The Man Who Loved Books Too MuchThe Man Who Loved Books Too Much: The True Story of a Thief, a Detective, and a World of Literary Obsession is a nonfiction book by Allison Hoover Bartlett that is based upon the true story of John Charles Gilkey, a man who stole rare books throughout his lifetime for the sheer satisfaction of owning them, and Ken Sanders, the rare book dealer who made it his personal ambition to catch him.  Rather than simply laying out the facts behind their stories, Bartlett delves deeply into the world of rare book collecting, revealing how it can easily become an obsession on both an emotional and an intellectual level.

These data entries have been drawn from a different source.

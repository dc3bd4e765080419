mod common;

use std::sync::Arc;
use std::time::Duration;

use common::{item, memory_storage, stored_articles, CannedFetcher, RecordingView, ScriptedModel};
use nr_client::{ActionOutcome, App, SummaryOutcome, ARTICLES_KEY, SETTINGS_KEY, SETTINGS_PROMPT_DELAY};
use nr_core::{BackendSettings, Error, KeyValueStore, PASTED_TEXT_SOURCE};

struct Harness {
    app: App,
    storage: Arc<dyn KeyValueStore>,
    view: Arc<RecordingView>,
    fetcher: Arc<CannedFetcher>,
    model: Arc<ScriptedModel>,
}

async fn harness(fetcher: CannedFetcher, configured: bool) -> Harness {
    let storage = memory_storage();
    if configured {
        let settings = BackendSettings::new("https://backend.test", "secret");
        storage
            .save(SETTINGS_KEY, &serde_json::to_string(&settings).unwrap())
            .await
            .unwrap();
    }
    let view = Arc::new(RecordingView::default());
    let fetcher = Arc::new(fetcher);
    let model = Arc::new(ScriptedModel::answering());
    let app = App::start(storage.clone(), fetcher.clone(), model.clone(), view.clone())
        .await
        .unwrap();
    Harness {
        app,
        storage,
        view,
        fetcher,
        model,
    }
}

#[tokio::test]
async fn pasted_article_can_be_summarized() {
    let h = harness(CannedFetcher::returning(vec![]), true).await;

    let article = h.app.add_text("  Local note ", " Something happened. ").await.unwrap();
    assert!(article.id.starts_with("text-"));
    assert_eq!(article.title, "Local note");
    assert_eq!(article.source, PASTED_TEXT_SOURCE);

    let outcome = h.app.dispatch("summarize", &article.id).await.unwrap();
    assert_eq!(
        outcome,
        ActionOutcome::Summarized(SummaryOutcome::Completed("Summary of Local note".to_string()))
    );
    assert_eq!(h.model.call_count(), 1);

    let stored = stored_articles(&h.storage, ARTICLES_KEY).await;
    assert_eq!(stored.len(), 1);
    assert_eq!(stored[0].summary.as_deref(), Some("Summary of Local note"));
}

#[tokio::test]
async fn blank_text_is_rejected() {
    let h = harness(CannedFetcher::returning(vec![]), true).await;
    let err = h.app.add_text("Title", "   ").await.unwrap_err();
    assert!(matches!(err, Error::InvalidInput(_)));
    assert!(h.app.store().is_empty().await);
    assert_eq!(h.view.notices().len(), 1);
}

#[tokio::test]
async fn url_without_settings_prompts_instead_of_fetching() {
    let h = harness(CannedFetcher::returning(vec![item("A", None)]), false).await;

    let err = h.app.add_url("https://news.test/a").await.unwrap_err();
    assert!(matches!(err, Error::NotConfigured));
    assert_eq!(h.fetcher.call_count(), 0);
    assert!(h.view.prompt_count() >= 1);
    assert!(h.app.store().is_empty().await);
}

#[tokio::test]
async fn startup_without_settings_prompts_after_delay() {
    let h = harness(CannedFetcher::returning(vec![]), false).await;
    assert_eq!(h.view.prompt_count(), 0);
    tokio::time::sleep(SETTINGS_PROMPT_DELAY + Duration::from_millis(200)).await;
    assert_eq!(h.view.prompt_count(), 1);
}

#[tokio::test]
async fn startup_with_settings_does_not_prompt() {
    let h = harness(CannedFetcher::returning(vec![]), true).await;
    tokio::time::sleep(SETTINGS_PROMPT_DELAY + Duration::from_millis(200)).await;
    assert_eq!(h.view.prompt_count(), 0);
    assert!(h.app.settings().is_configured().await);
}

#[tokio::test]
async fn saving_settings_normalizes_url() {
    let h = harness(CannedFetcher::returning(vec![]), false).await;
    let saved = h.app.save_settings(" https://backend.test/ ", "key").await.unwrap();
    assert_eq!(saved.url, "https://backend.test");

    let raw = h.storage.load(SETTINGS_KEY).await.unwrap().unwrap();
    let stored: BackendSettings = serde_json::from_str(&raw).unwrap();
    assert_eq!(stored, saved);

    assert!(h.app.save_settings("https://backend.test", " ").await.is_err());
    assert_eq!(h.app.settings().current().await, Some(saved));
}

#[tokio::test]
async fn url_items_are_merged_with_sources() {
    let h = harness(
        CannedFetcher::returning(vec![item("A", Some("https://news.test/a")), item("B", None)]),
        true,
    )
    .await;

    let added = h.app.add_url("https://news.test/feed").await.unwrap();
    assert_eq!(added, 2);

    let articles = h.app.store().articles().await;
    assert_eq!(articles[0].title, "A");
    assert_eq!(articles[0].source, "https://news.test/a");
    assert_eq!(articles[1].source, "https://news.test/feed");
    assert!(articles.iter().all(|a| a.id.starts_with("url-")));
    assert_ne!(articles[0].id, articles[1].id);
}

#[tokio::test]
async fn fetching_same_url_twice_finds_nothing_new() {
    let h = harness(CannedFetcher::returning(vec![item("A", None)]), true).await;
    h.app.add_url("https://news.test/a").await.unwrap();
    let before = h.storage.load(ARTICLES_KEY).await.unwrap();

    let err = h.app.add_url("https://news.test/a").await.unwrap_err();
    assert!(matches!(err, Error::NothingNew));
    assert_eq!(h.view.notices(), vec!["No new articles found".to_string()]);
    assert_eq!(h.storage.load(ARTICLES_KEY).await.unwrap(), before);
    assert_eq!(h.app.store().len().await, 1);
}

#[tokio::test]
async fn backend_error_message_reaches_user() {
    let h = harness(CannedFetcher::rejecting(401, "Invalid access token"), true).await;
    let err = h.app.add_url("https://news.test/a").await.unwrap_err();
    assert!(matches!(err, Error::Backend { status: 401, .. }));
    assert_eq!(h.view.notices(), vec!["Invalid access token".to_string()]);
    assert!(h.app.store().is_empty().await);
}

#[tokio::test]
async fn malformed_url_is_rejected_locally() {
    let h = harness(CannedFetcher::returning(vec![item("A", None)]), true).await;
    let err = h.app.add_url("news.test/a").await.unwrap_err();
    assert!(matches!(err, Error::InvalidUrl(_)));
    assert_eq!(h.fetcher.call_count(), 0);
}

#[tokio::test]
async fn dispatch_routes_remove_and_rejects_unknown_actions() {
    let h = harness(CannedFetcher::returning(vec![]), true).await;
    let article = h.app.add_text("Note", "Body.").await.unwrap();

    assert!(matches!(
        h.app.dispatch("archive", &article.id).await,
        Err(Error::InvalidInput(_))
    ));
    assert_eq!(
        h.app.dispatch("remove", &article.id).await.unwrap(),
        ActionOutcome::Removed(true)
    );
    assert!(h.app.store().is_empty().await);
}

Throughout the reading of this book, I found myself drawn in by the evocative descriptions of physically handling limited editions — the weight of the book in your hands, the feel of its cover, the smell of the pages, and the precious glimpse of a favorite author’s own handwriting inside the cover.  I could easily see how someone who loves to read a particular topic might become obsessed with their collections, whether the goal is to collect rare cook books or first editions of favorite stories from childhood.

It was opening day of the New York Antiquarian Book Fair, and they were waiting to begin the treasure hunt.

Though Gilkey, the book thief described in the book, stole for very personal and somewhat unbalanced reasons, he is clearly not alone in his hunger to expand his collection.  In fact, Bartlett draws similarities between the ABAA’s (Antiquarian Booksellers Association of America’s) Security Chair, Ken Sanders, and infamous book thief, John Gilkey.  They both developed a love and appreciation for book collecting as children, during which time they both collected comic books.  Though one crossed the line into a life of crime to satisfy his craving, they both share an unquenchable desire for and appreciation of rare books as prized objects.

In fact, as I was reading this book, I found myself visualizing the rare book fairs described within its pages and developing a desire to visit them, going so far as to begin a mental list of some of the books for which I might hope to find.  Before long, I was perusing the antique, first edition, and rare copies of books on my own shelves, becoming curious about how much they might be worth or if there were others out there who would appreciate them as I do.